This definition makes sure that there is at least on WORD in a part. Since the case that at least one item is needed occurs rather frequently in grammars, DHParser offers a special syntax for this case:

part = { WORD }+

(The plus sign “+” must always follow directly after the curly brace “}” without any whitespace in between, otherwise DHParser won’t understand it.) At this point the worry may arise that the same problem could reoccur at another level, if the rule for WORD would match empty strings as well. Let’s quickly add a test case for this to the file grammar_tests/01_test_Regular_Expressions.ini:

[fail:WORD]
F1: two words
F2: ""

Thus, we are sure to be warned in case the definition of rule “WORD” matches the empty string. Luckily, it does not do so now.

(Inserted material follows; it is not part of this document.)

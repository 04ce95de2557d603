//! Progress display for the reasoning loop

pub mod reporter;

But it might happen that we change this definition later again for some reason, we might have forgotten about this subtlety and introduce the same error again. With a test case we can reduce the risk of such a regression error. This time the tests run through, nicely. So let’s try the parser on our new example:

$ python poetryParser.py macbeth.dsl
macbeth.dsl:1:1: Error (1010): EOF expected; "Life’s but" found!
macbeth.dsl:1:1: Error (1040): Parser stopped before end! Terminating parser.

That is strange. Obviously, there is an error right at the beginning (line 1 column 1). But what could possibly be wrong with the word “Life”. Now you might already have guessed what the error is and that the error is not exactly located in the first column of the first line.

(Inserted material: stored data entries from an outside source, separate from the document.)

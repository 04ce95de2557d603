//! Raw TOML configuration data types
//!
//! These structs represent the exact structure of the TOML config file.
//! They are deserialized directly and converted to application types
//! (`ReasoningParams`, `GenerationOptions`, provider configs) at wiring time.

mod agent;
mod logging;
mod model;
mod persona;
mod repl;
mod tools;

pub use agent::FileAgentConfig;
pub use logging::FileLoggingConfig;
pub use model::FileModelConfig;
pub use persona::FilePersonaConfig;
pub use repl::FileReplConfig;
pub use tools::{FileJsonRpcConfig, FileToolsConfig};

use serde::{Deserialize, Serialize};
use thiserror::Error;
use toolgate_application::ReasoningParams;

/// Configuration validation errors
#[derive(Debug, Clone, PartialEq, Eq, Error)]
pub enum ConfigValidationError {
    #[error("model.name cannot be empty")]
    EmptyModelName,

    #[error("model.timeout_seconds cannot be 0")]
    InvalidTimeout,

    #[error("agent.max_iterations must be at least 1")]
    InvalidMaxIterations,

    #[error("tools.jsonrpc.command cannot be empty when the tool server is enabled")]
    EmptyToolServerCommand,

    #[error("tools.jsonrpc.request_timeout_seconds cannot be 0")]
    InvalidToolServerTimeout,
}

/// Complete file configuration (raw TOML structure)
#[derive(Debug, Clone, Default, PartialEq, Serialize, Deserialize)]
#[serde(default)]
pub struct FileConfig {
    /// Chat model backend
    pub model: FileModelConfig,
    /// Assistant persona
    pub persona: FilePersonaConfig,
    /// Reasoning loop settings
    pub agent: FileAgentConfig,
    /// Tool providers and permissions
    pub tools: FileToolsConfig,
    /// Log outputs
    pub logging: FileLoggingConfig,
    /// REPL settings
    pub repl: FileReplConfig,
}

impl FileConfig {
    /// Validate the entire configuration, returning every problem found.
    pub fn validate(&self) -> Vec<ConfigValidationError> {
        let mut errors = Vec::new();

        if self.model.name.trim().is_empty() {
            errors.push(ConfigValidationError::EmptyModelName);
        }
        if self.model.timeout_seconds == 0 {
            errors.push(ConfigValidationError::InvalidTimeout);
        }
        if self.agent.max_iterations == 0 {
            errors.push(ConfigValidationError::InvalidMaxIterations);
        }
        if self.tools.jsonrpc.enabled {
            if self.tools.jsonrpc.command.trim().is_empty() {
                errors.push(ConfigValidationError::EmptyToolServerCommand);
            }
            if self.tools.jsonrpc.request_timeout_seconds == 0 {
                errors.push(ConfigValidationError::InvalidToolServerTimeout);
            }
        }

        errors
    }

    /// Reasoning loop parameters assembled from `[model]` and `[agent]`
    pub fn reasoning_params(&self) -> ReasoningParams {
        ReasoningParams::default()
            .with_max_iterations(self.agent.max_iterations)
            .with_model_timeout(Some(self.model.timeout()))
            .with_stream(self.model.stream)
            .with_empty_response_fallback(self.agent.empty_response_fallback.as_str())
            .with_approval_timeout(Some(self.agent.approval_timeout()))
            .with_complexity(self.agent.complexity_policy())
            .with_error_indicators(self.agent.error_indicators.clone())
    }
}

Unfortunately, DHParser - like almost any other parser out there - is not always very good at spotting the exact location of an error. Because rules refer to other rules, a rule may fail to parse - or, what is just as bad, succeed to parse when it should indeed fail - as a consequence of an error in the definition of one of the rules it refers to. But this means if the rule for the whole document fails to match, the actual error can be located anywhere in the document! There a different approaches to dealing with this problem. A tool that DHParser offers is to write log-files that document the parsing history. The log-files allow to spot the location, where the parsing error occurred. However, you will have to look for the error manually. A good starting point is usually either the end of the parsing process or the point where the parser reached the farthest into the text. In order to receive the parsing history, you need to run the compiler-script again with the debugging option:

$ python poetryParser.py --debug macbeth.dsl

You will receive the same error messages as before. but this time various kinds of debugging information have been written into a newly created subdirectory “LOGS”. (Beware that any files in the “LOGS” directory may be overwritten or deleted by any of the DHParser scripts upon the next run! So don’t store any important data there.) The most interesting file in the “LOGS”-directory is the full parser log. We’ll ignore the other files and just open the file “macbeth_full_parser.log.html” in an internet-browser. As the parsing history tends to become quite long, this usually takes a while, but luckily not in the case of our short demo example:

$ firefox LOGS/macbeth_full_parser.log.html &
_images/parsing_history.png

What you see is a representation of the parsing history. It might look a bit tedious in the beginning, especially the column that contains the parser call sequence. But it is all very straight forward: For every application of a match rule, there is a row in the table. Typically, match rules are applied at the end of a long sequence of parser calls that is displayed in the third column. You will recognize the parsers that represent rules by their names, e.g. “document”, “sentence” etc. Those parsers that merely represent constructs of the EBNF grammar within a rule do not have a name and are represented by this type, which always begins with a colon, like “:ZeroOrMore”. Finally, the regular expression or literal parsers are represented by the regular expression pattern or the string literal themselves. (Arguably, it can be confusing that parsers are represented in three different ways in the parer call sequence. I am still figuring out a better way to display the parser call sequence. Any suggestions welcome!) The first two columns display the position in the text in terms of lines and columns. The second but last column, labeled “success” shows whether the last parser in the sequence matched or failed or produced an error. In case of an error, the error message is displayed in the third column as well. In case the parser matched, the last column displays exactly that section of the text that the parser did match. If the parser did not match, the last column displays the text that still lies ahead and has not yet been parsed.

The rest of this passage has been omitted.